Il était dans un discours terrorisant. Terrorisant, parce que les gens qui l’écoutent se disent : « Donc nous n’avons pas la possibilité de ne pas réussir. » Vous imaginez la pression que cela vous met ? Xavier Niel, lui, est sur le discours de la colère. Si vous vous rappelez quand Free a été lancé, il avait un discours extraordinaire. Il disait : « Vous avez été traités comme des pigeons par les opérateurs. » Il est beaucoup dans la revanche. C’est lui le trublion qui va casser la gueule aux gros. Il était beaucoup là-dessus, sur ce discours de la colère. Et puis, à côté de ça, vous aviez un Stéphane Richard qui, lui, était vraiment sur le discours de la joie. Le discours de la joie, c’est un discours qui est basé sur des choses assez simples. Par exemple : « Ne nous inquiétons pas sur notre capacité à réussir. Nous avons déjà réussi des choses similaires. Donc, il n’y a pas de raison que nous ne soyons pas en capacité de le refaire à nouveau. » Ce sont des choses qui font que les gens se disent : « OK, on peut le faire et on est prêts à y aller. » 

Oui, mais dans ce discours de la revanche de Niel, nous sommes dans le manque, condition première de l’envie. Donc ça peut être également un moteur performant.

Oui, mais sur un temps assez court, en fait. Quand on dit à ses équipes : « On n’est pas les leaders, on est second sur le marché, on va casser la gueule au premier », on est vraiment dans cette agressivité, cette colère contre les concurrents, et on attise la colère de ses clients en leur disant « Ils se foutent de votre gueule… », et ça marche super bien, mais ça ne tient pas dans la durée parce qu’il n’y a pas de projet. La peur et la colère ne font pas un projet.
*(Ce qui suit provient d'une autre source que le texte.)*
//! Pickup repository: filtered oversight queries, reassignment, and stats.

use chrono::{DateTime, NaiveDate, Utc};
use serde::Serialize;
use sqlx::{PgPool, Postgres, QueryBuilder};

use curbside_core::scheduling::Pickup;
use curbside_core::{CrewId, Email, PickupId, PickupStatus, Timeslot};

use super::RepositoryError;

// =============================================================================
// Internal Row Types
// =============================================================================

/// Internal row type for `PostgreSQL` pickup queries.
#[derive(Debug, sqlx::FromRow)]
struct PickupRow {
    id: i32,
    address: String,
    scheduled_date: NaiveDate,
    timeslot: String,
    status: String,
    crew_id: Option<i32>,
    created_at: DateTime<Utc>,
    completed_at: Option<DateTime<Utc>>,
}

impl TryFrom<PickupRow> for Pickup {
    type Error = RepositoryError;

    fn try_from(row: PickupRow) -> Result<Self, Self::Error> {
        let timeslot = row.timeslot.parse::<Timeslot>().map_err(|e| {
            RepositoryError::DataCorruption(format!("invalid timeslot in database: {e}"))
        })?;

        let status = row.status.parse::<PickupStatus>().map_err(|e| {
            RepositoryError::DataCorruption(format!("invalid status in database: {e}"))
        })?;

        Ok(Self {
            id: PickupId::new(row.id),
            address: row.address,
            scheduled_date: row.scheduled_date,
            timeslot,
            status,
            crew_id: row.crew_id.map(CrewId::new),
            created_at: row.created_at,
            completed_at: row.completed_at,
        })
    }
}

/// Internal row type for pickup queries joined with crew contact info.
#[derive(Debug, sqlx::FromRow)]
struct PickupWithCrewRow {
    id: i32,
    address: String,
    scheduled_date: NaiveDate,
    timeslot: String,
    status: String,
    crew_id: Option<i32>,
    created_at: DateTime<Utc>,
    completed_at: Option<DateTime<Utc>>,
    crew_email: Option<String>,
    crew_display_name: Option<String>,
}

impl TryFrom<PickupWithCrewRow> for PickupWithCrew {
    type Error = RepositoryError;

    fn try_from(row: PickupWithCrewRow) -> Result<Self, Self::Error> {
        let crew_email = row
            .crew_email
            .as_deref()
            .map(Email::parse)
            .transpose()
            .map_err(|e| {
                RepositoryError::DataCorruption(format!("invalid email in database: {e}"))
            })?;

        let pickup = Pickup::try_from(PickupRow {
            id: row.id,
            address: row.address,
            scheduled_date: row.scheduled_date,
            timeslot: row.timeslot,
            status: row.status,
            crew_id: row.crew_id,
            created_at: row.created_at,
            completed_at: row.completed_at,
        })?;

        Ok(Self {
            pickup,
            crew_email,
            crew_display_name: row.crew_display_name,
        })
    }
}

const PICKUP_COLUMNS: &str =
    "id, address, scheduled_date, timeslot, status, crew_id, created_at, completed_at";

// =============================================================================
// Query Types
// =============================================================================

/// A pickup joined with the owning crew's contact info (if any).
#[derive(Debug, Clone, Serialize)]
pub struct PickupWithCrew {
    #[serde(flatten)]
    pub pickup: Pickup,
    pub crew_email: Option<Email>,
    pub crew_display_name: Option<String>,
}

/// Optional filters for the admin pickup listing and CSV export.
#[derive(Debug, Clone, Default)]
pub struct PickupFilters {
    pub start_date: Option<NaiveDate>,
    pub end_date: Option<NaiveDate>,
    pub crew_id: Option<CrewId>,
    pub status: Option<PickupStatus>,
}

/// Dashboard statistics.
#[derive(Debug, Clone, Serialize)]
pub struct PickupStats {
    pub today_pickups: i64,
    pub unassigned_pickups: i64,
    pub completed_this_week: i64,
    pub active_crews: i64,
}

// =============================================================================
// Repository
// =============================================================================

/// Repository for admin pickup oversight.
pub struct PickupRepository<'a> {
    pool: &'a PgPool,
}

impl<'a> PickupRepository<'a> {
    /// Create a new pickup repository.
    #[must_use]
    pub const fn new(pool: &'a PgPool) -> Self {
        Self { pool }
    }

    /// List pickups matching the filters, joined with crew contact info,
    /// newest-scheduled-first.
    ///
    /// # Errors
    ///
    /// Returns `RepositoryError::Database` if the query fails.
    /// Returns `RepositoryError::DataCorruption` if the data is invalid.
    pub async fn list_with_filters(
        &self,
        filters: &PickupFilters,
    ) -> Result<Vec<PickupWithCrew>, RepositoryError> {
        let mut query = QueryBuilder::<Postgres>::new(
            r"
            SELECT p.id, p.address, p.scheduled_date, p.timeslot, p.status,
                   p.crew_id, p.created_at, p.completed_at,
                   c.email AS crew_email, c.display_name AS crew_display_name
            FROM pickup p
            LEFT JOIN crew c ON p.crew_id = c.id
            WHERE 1=1
            ",
        );

        if let Some(start_date) = filters.start_date {
            query.push(" AND p.scheduled_date >= ").push_bind(start_date);
        }
        if let Some(end_date) = filters.end_date {
            query.push(" AND p.scheduled_date <= ").push_bind(end_date);
        }
        if let Some(crew_id) = filters.crew_id {
            query.push(" AND p.crew_id = ").push_bind(crew_id.as_i32());
        }
        if let Some(status) = filters.status {
            query.push(" AND p.status = ").push_bind(status.as_str());
        }

        query.push(" ORDER BY p.scheduled_date DESC, p.created_at DESC");

        let rows = query
            .build_query_as::<PickupWithCrewRow>()
            .fetch_all(self.pool)
            .await?;

        rows.into_iter().map(TryInto::try_into).collect()
    }

    /// Overwrite a pickup's crew reference, regardless of status.
    ///
    /// Idempotent; `crew_id = None` detaches the pickup. Returns `None`
    /// when the pickup does not exist.
    ///
    /// # Errors
    ///
    /// Returns `RepositoryError::Conflict` if the target crew does not
    /// exist, and `RepositoryError::Database` for other failures.
    pub async fn assign_crew(
        &self,
        id: PickupId,
        crew_id: Option<CrewId>,
    ) -> Result<Option<Pickup>, RepositoryError> {
        let row = sqlx::query_as::<_, PickupRow>(&format!(
            r"
            UPDATE pickup
            SET crew_id = $2
            WHERE id = $1
            RETURNING {PICKUP_COLUMNS}
            ",
        ))
        .bind(id.as_i32())
        .bind(crew_id.map(|c| c.as_i32()))
        .fetch_optional(self.pool)
        .await
        .map_err(|e| {
            if let sqlx::Error::Database(ref db_err) = e
                && db_err.is_foreign_key_violation()
            {
                return RepositoryError::Conflict("crew does not exist".to_owned());
            }
            RepositoryError::Database(e)
        })?;

        row.map(TryInto::try_into).transpose()
    }

    /// Compute dashboard statistics.
    ///
    /// # Errors
    ///
    /// Returns `RepositoryError::Database` if any count fails.
    pub async fn stats(&self, today: NaiveDate) -> Result<PickupStats, RepositoryError> {
        let today_pickups =
            sqlx::query_scalar::<_, i64>("SELECT COUNT(*) FROM pickup WHERE scheduled_date = $1")
                .bind(today)
                .fetch_one(self.pool)
                .await?;

        let unassigned_pickups = sqlx::query_scalar::<_, i64>(
            "SELECT COUNT(*) FROM pickup WHERE crew_id IS NULL AND status = 'Scheduled'",
        )
        .fetch_one(self.pool)
        .await?;

        let completed_this_week = sqlx::query_scalar::<_, i64>(
            r"
            SELECT COUNT(*) FROM pickup
            WHERE status = 'Completed' AND completed_at >= NOW() - INTERVAL '7 days'
            ",
        )
        .fetch_one(self.pool)
        .await?;

        let active_crews = sqlx::query_scalar::<_, i64>("SELECT COUNT(*) FROM crew")
            .fetch_one(self.pool)
            .await?;

        Ok(PickupStats {
            today_pickups,
            unassigned_pickups,
            completed_this_week,
            active_crews,
        })
    }
}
La peur ne soude pas le collectif.
Je pense que ce qui fonde le collectif, c’est le projet. Ce n’est pas la peur. La peur, c’est une réaction quasiment primaire de défense qui fait qu’on va se regrouper. Comme la colère. On va se regrouper pour être plus forts ensemble. Mais ce n’est pas un projet. Alors que le projet qui fait sens et qui fait qu’on est fiers de ce que l’on fait, qu’on a une satisfaction à œuvrer et qu’on le fait dans le cadre de relations qui sont de grande qualité, ça fonde un projet qui peut s’inscrire dans le temps. Donc, il y a un rapport au temps qui est un peu différent1.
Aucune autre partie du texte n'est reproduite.